Page 22 of Her Orc Healer

I flinched at the sound.

"I don't—" My voice cracked. I swallowed hard and tried again, turning to Kazrek. "I don't know what to do."

The admission cost me. I never admitted to not knowing, to not being able to handle things on my own. But standing there, surrounded by shattered glass and spreading pools of ink, watching shadows curl where they shouldn't exist—I was lost.

Kazrek studied me for a long moment, his dark eyes unreadable. Then, without a word, he shrugged off his outer coat and rolled up his sleeves, revealing the swirling tattoos that marked his forearms.

"First," he said, voice steady and sure, "we clean up what we can see." He reached for a broom in the corner. "Then we deal with what we can't."

I exhaled slowly, nodding. It made sense. It was something to hold onto. But as I bent to gather the shattered remains of an ink bottle, my fingers shook.

Because the mess on the floor? That, I could handle.

It was the darkness in Maeve’s eyes that left me trembling.

Chapter 6

Wehadbeencleaningfor what felt like hours, sweeping up shattered glass, salvaging what parchment we could, wiping down every surface that had been touched by Maeve’s magic-fueled outburst. The worst of the mess was gone now—at least, the kind that could be swept away.

Kazrek had taken the broken shelf outside, the door swinging shut behind him. For the first time since the chaos, the shop was quiet.

I exhaled, rolling my stiff shoulders, and reached for a final handful of torn paper scattered near the base of the counter. That’s when I saw it.

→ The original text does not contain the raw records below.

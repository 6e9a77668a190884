//! Transport-Schnittstelle zur Gegenstelle
//!
//! Die Session kennt den Streaming-Kanal nur ueber drei Faehigkeiten:
//! Frames senden, schliessen und Ereignisse empfangen. Konkrete
//! Implementierungen (WebSocket, Test-Fakes) liefert ein `Connector`.

use std::sync::Arc;

use async_trait::async_trait;
use livetalk_audio::EncodedPacket;
use livetalk_core::Result;
use tokio::sync::mpsc;

use crate::config::SessionSetup;

/// Kapazitaet der Ereignis-Queue zwischen Transport und Session
pub const EREIGNIS_QUEUE_GROESSE: usize = 256;

/// Ergebnis von `FrameSender::send_frame`
#[derive(Debug, Clone, Copy, PartialEq, Eq)]
pub enum Zustellung {
    /// Frame ist zum Senden eingereiht
    Eingereiht,
    /// Sende-Queue voll, der Frame wurde verworfen
    Verworfen,
}

/// Sendeseite des Transports
pub trait FrameSender: Send + Sync {
    /// Reiht einen Audio-Frame zum Senden ein, ohne auf das Netzwerk zu warten
    ///
    /// Unter Gegendruck darf der Frame verworfen werden, das ist kein Fehler.
    /// Ein `Err` bedeutet, dass der Kanal nicht mehr sendet.
    fn send_frame(&self, packet: EncodedPacket) -> Result<Zustellung>;

    /// Schliesst den Kanal; wiederholte Aufrufe sind No-ops
    fn close(&self) -> Result<()>;
}

/// Inhalt einer Server-Nachricht
#[derive(Debug, Clone, PartialEq)]
pub enum ServerEvent {
    /// Audio-Chunk des Modells
    Audio(EncodedPacket),
    /// Benutzer hat das Modell unterbrochen (Barge-in)
    Interrupted,
    /// Modell hat seinen Turn beendet
    TurnComplete,
}

/// Benachrichtigungen des Transports an die Session
#[derive(Debug, Clone, PartialEq)]
pub enum TransportEvent {
    /// Gegenstelle ist bereit
    Open,
    Message(ServerEvent),
    /// Kanal wurde geschlossen
    Close { reason: Option<String> },
    /// Kanal meldet einen Fehler
    Error(String),
}

/// Geoeffneter Transport
pub struct TransportHandle {
    pub sender: Arc<dyn FrameSender>,
    pub events: mpsc::Receiver<TransportEvent>,
}

impl TransportHandle {
    pub fn new(sender: Arc<dyn FrameSender>, events: mpsc::Receiver<TransportEvent>) -> Self {
        Self { sender, events }
    }
}

impl std::fmt::Debug for TransportHandle {
    fn fmt(&self, f: &mut std::fmt::Formatter<'_>) -> std::fmt::Result {
        f.debug_struct("TransportHandle").finish_non_exhaustive()
    }
}

/// Oeffnet Transport-Kanaele
#[async_trait]
pub trait Connector: Send + Sync {
    /// Oeffnet den Kanal und uebertraegt `setup` unveraendert
    ///
    /// Das `Open`-Ereignis folgt erst, wenn die Gegenstelle bereit ist.
    async fn connect(&self, setup: &SessionSetup) -> Result<TransportHandle>;
}
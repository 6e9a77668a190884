//! Audio-Playback via cpal
//!
//! Der `Mixer` haelt alle geplanten Wiedergabe-Einheiten und rendert sie im
//! cpal-Callback an ihrer absoluten Startposition auf der Ausgabe-Uhr.
//! Endet eine Einheit natuerlich, meldet der Mixer ihre ID ueber einen
//! Kanal an den Scheduler zurueck. Gestoppte Einheiten werden nicht gemeldet.

use cpal::traits::{DeviceTrait, StreamTrait};
use cpal::{Device, SampleFormat, Stream, StreamConfig};
use parking_lot::Mutex;
use std::sync::Arc;
use tokio::sync::mpsc;
use tracing::{debug, error, warn};

use crate::clock::{OutputClock, SampleClock};
use crate::codec::{AudioBuffer, OUTPUT_SAMPLE_RATE};
use crate::error::{AudioError, AudioResult};

/// Konfiguration fuer den Audio-Playback
#[derive(Debug, Clone)]
pub struct PlaybackConfig {
    /// Abtastrate in Hz
    pub sample_rate: u32,
    /// Kanalanzahl des Geraete-Streams
    pub channels: u16,
    /// Name des Ausgabegeraets (None = Standard)
    pub device: Option<String>,
}

impl Default for PlaybackConfig {
    fn default() -> Self {
        Self {
            sample_rate: OUTPUT_SAMPLE_RATE,
            channels: 1,
            device: None,
        }
    }
}

/// ID einer Wiedergabe-Einheit
#[derive(Debug, Clone, Copy, PartialEq, Eq, Hash, PartialOrd, Ord)]
pub struct UnitId(pub u64);

impl std::fmt::Display for UnitId {
    fn fmt(&self, f: &mut std::fmt::Formatter<'_>) -> std::fmt::Result {
        write!(f, "unit:{}", self.0)
    }
}

/// Meldet natuerlich beendete Einheiten
pub type CompletionSender = mpsc::UnboundedSender<UnitId>;
/// Empfaengt natuerlich beendete Einheiten
pub type CompletionReceiver = mpsc::UnboundedReceiver<UnitId>;

/// Ziel fuer geplante Wiedergabe
pub trait PlaybackSink: Send + Sync {
    /// Plant einen Puffer fuer die absolute Startzeit `start_at` (Sekunden)
    fn play(&self, unit: UnitId, buffer: AudioBuffer, start_at: f64) -> AudioResult<()>;

    /// Stoppt eine Einheit sofort, ohne Ende-Meldung
    fn stop(&self, unit: UnitId);

    /// Stoppt alle Einheiten sofort
    fn stop_all(&self);
}

// ---------------------------------------------------------------------------
// Mixer
// ---------------------------------------------------------------------------

struct Voice {
    unit: UnitId,
    buffer: AudioBuffer,
    start_frame: u64,
    position: usize,
}

/// Mischt geplante Einheiten in den Ausgabe-Stream
pub struct Mixer {
    clock: SampleClock,
    channels: usize,
    voices: Mutex<Vec<Voice>>,
    completions: CompletionSender,
}

impl Mixer {
    pub fn new(config: &PlaybackConfig, completions: CompletionSender) -> Self {
        Self {
            clock: SampleClock::new(config.sample_rate),
            channels: config.channels.max(1) as usize,
            voices: Mutex::new(Vec::new()),
            completions,
        }
    }

    /// Uhr des Mixers, laeuft nur waehrend gerendert wird
    pub fn clock(&self) -> SampleClock {
        self.clock.clone()
    }

    /// Anzahl geplanter oder laufender Einheiten
    pub fn active(&self) -> usize {
        self.voices.lock().len()
    }

    /// Rendert einen interleavten Block und schiebt die Uhr weiter
    pub fn render(&self, out: &mut [f32]) {
        out.fill(0.0);
        let frames = out.len() / self.channels;
        let block_start = self.clock.frames();
        let block_end = block_start + frames as u64;

        let mut voices = self.voices.lock();
        for voice in voices.iter_mut() {
            let quellen = voice.buffer.channel_count();
            for f in 0..frames {
                if block_start + (f as u64) < voice.start_frame {
                    continue;
                }
                if voice.position >= voice.buffer.frames() {
                    break;
                }
                for c in 0..self.channels {
                    let quelle = voice.buffer.channel(c.min(quellen - 1));
                    out[f * self.channels + c] += quelle[voice.position];
                }
                voice.position += 1;
            }
        }

        voices.retain(|v| {
            let fertig = v.position >= v.buffer.frames() && block_end >= v.start_frame;
            if fertig {
                // Empfaenger weg heisst Session vorbei
                let _ = self.completions.send(v.unit);
            }
            !fertig
        });
        drop(voices);

        for s in out.iter_mut() {
            *s = s.clamp(-1.0, 1.0);
        }
        self.clock.advance(frames as u64);
    }
}

impl PlaybackSink for Mixer {
    fn play(&self, unit: UnitId, buffer: AudioBuffer, start_at: f64) -> AudioResult<()> {
        if buffer.sample_rate() != self.clock.sample_rate() {
            warn!(
                unit = %unit,
                puffer = buffer.sample_rate(),
                geraet = self.clock.sample_rate(),
                "Abtastrate weicht vom Ausgabegeraet ab"
            );
        }
        let start_frame = self.clock.frame_at(start_at);
        self.voices.lock().push(Voice {
            unit,
            buffer,
            start_frame,
            position: 0,
        });
        Ok(())
    }

    fn stop(&self, unit: UnitId) {
        self.voices.lock().retain(|v| v.unit != unit);
    }

    fn stop_all(&self) {
        self.voices.lock().clear();
    }
}

impl OutputClock for Mixer {
    fn now(&self) -> f64 {
        self.clock.now()
    }
}

// ---------------------------------------------------------------------------
// cpal
// ---------------------------------------------------------------------------

/// Oeffnet einen Playback-Stream auf dem gegebenen Geraet.
///
/// Der Mixer rendert im cpal-Callback-Thread.
pub fn open_playback_stream(
    device: &Device,
    config: &PlaybackConfig,
    mixer: Arc<Mixer>,
) -> AudioResult<Stream> {
    let stream_config = StreamConfig {
        channels: config.channels,
        sample_rate: cpal::SampleRate(config.sample_rate),
        buffer_size: cpal::BufferSize::Default,
    };

    let err_fn = |err| error!("Playback-Fehler: {}", err);

    let supported = device
        .supported_output_configs()
        .map_err(|e| AudioError::StreamFehler(e.to_string()))?
        .find(|c| {
            c.min_sample_rate().0 <= config.sample_rate
                && c.max_sample_rate().0 >= config.sample_rate
                && c.channels() >= config.channels
        });

    let sample_format = supported
        .map(|c| c.sample_format())
        .unwrap_or(SampleFormat::F32);

    let stream = match sample_format {
        SampleFormat::F32 => device
            .build_output_stream(
                &stream_config,
                move |data: &mut [f32], _| mixer.render(data),
                err_fn,
                None,
            )
            .map_err(|e| AudioError::StreamFehler(e.to_string()))?,
        SampleFormat::I16 => {
            let mut float_buf: Vec<f32> = Vec::new();
            device
                .build_output_stream(
                    &stream_config,
                    move |data: &mut [i16], _| {
                        float_buf.resize(data.len(), 0.0);
                        mixer.render(&mut float_buf);
                        for (out, s) in data.iter_mut().zip(float_buf.iter()) {
                            *out = (*s * i16::MAX as f32) as i16;
                        }
                    },
                    err_fn,
                    None,
                )
                .map_err(|e| AudioError::StreamFehler(e.to_string()))?
        }
        _ => {
            return Err(AudioError::StreamFehler(format!(
                "Nicht unterstuetztes Sample-Format: {:?}",
                sample_format
            )))
        }
    };

    stream
        .play()
        .map_err(|e| AudioError::StreamFehler(e.to_string()))?;

    debug!(
        "Playback-Stream geoeffnet: {}Hz {}ch",
        config.sample_rate, config.channels
    );

    Ok(stream)
}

A dull glint beneath the mess.

I frowned, shifting the ruined parchment aside, and there—half-hidden beneath the wreckage—was the compass. I’d forgotten I had put it on the shelf for safekeeping. Now, it lay among the wreckage, ink bleeding into its cracks, its glass face shattered. I picked it up carefully, brushing my thumb over the jagged edges.

The door creaked behind me. Kazrek returning. His footfalls were slow, measured. He must have seen the way I was holding it, the way I hadn’t moved, because he didn’t speak right away.

Just waited.

"I forgot this was here," I said softly, more to myself than to Kazrek. "It was supposed to be safe."

"What is it?" he asked, moving closer.

I turned the broken compass over in my hands, feeling the weight of memories heavier than its brass casing. "It was my sister's. Finn's." I swallowed. "Maeve's mother."

Kazrek didn't press, didn't ask the questions I could see in his eyes. He just leaned against the counter, making himself smaller somehow, less imposing. Waiting.

Maybe it was his silence that made me continue. "Our father gave it to her when she was seventeen. 'So you can always find your way back home,' he told her." I traced the cracked glass with my fingertip. "She actually did, for a while. She'd disappear for months, then show up with wild stories about smugglers and skyships, cities where the streets gleamed like gold at sunset."

I could still see her, windburned and grinning, perched on the shop counter while Father pretended to scold her. But his eyes had always softened when she spoke of her adventures.

"The war changed her," I found myself saying. "She was... different. Sharper. Like she was waiting for something to catch up with her." I set the compass down carefully. "The last time she was here, she left this behind. I kept telling myself I'd give it to Maeve someday, that she should have something of her mother's. But really..." The words caught in my throat. "Really, I knew what it meant. She wasn't coming back this time. She made sure of it."

Kazrek shifted slightly, and I realized I'd said more than I'd meant to. I started gathering the remaining scraps of paper, trying to busy my hands.

"Sometimes," he said, his voice low and careful, "people leave because they think they're protecting those they love."

I looked up sharply, but there was no judgment in his eyes. Only understanding. And something else—something that made me wonder who or what he had left behind in his own past.

He reached out, his large green hand hovering over the compass before gently lifting it from the counter. The brass casing looked oddly delicate against his battle-worn fingers as he turned it, studying the fractures.

"It's not beyond repair," he said quietly.

I blinked at him. "It's broken." The words came out harder than I meant them to, brittle with years of disappointment.

He looked up then, and something in his gaze made my breath catch. The way he looked at me—steady, knowing, gentle—made me wonder if we were still talking about the compass at all.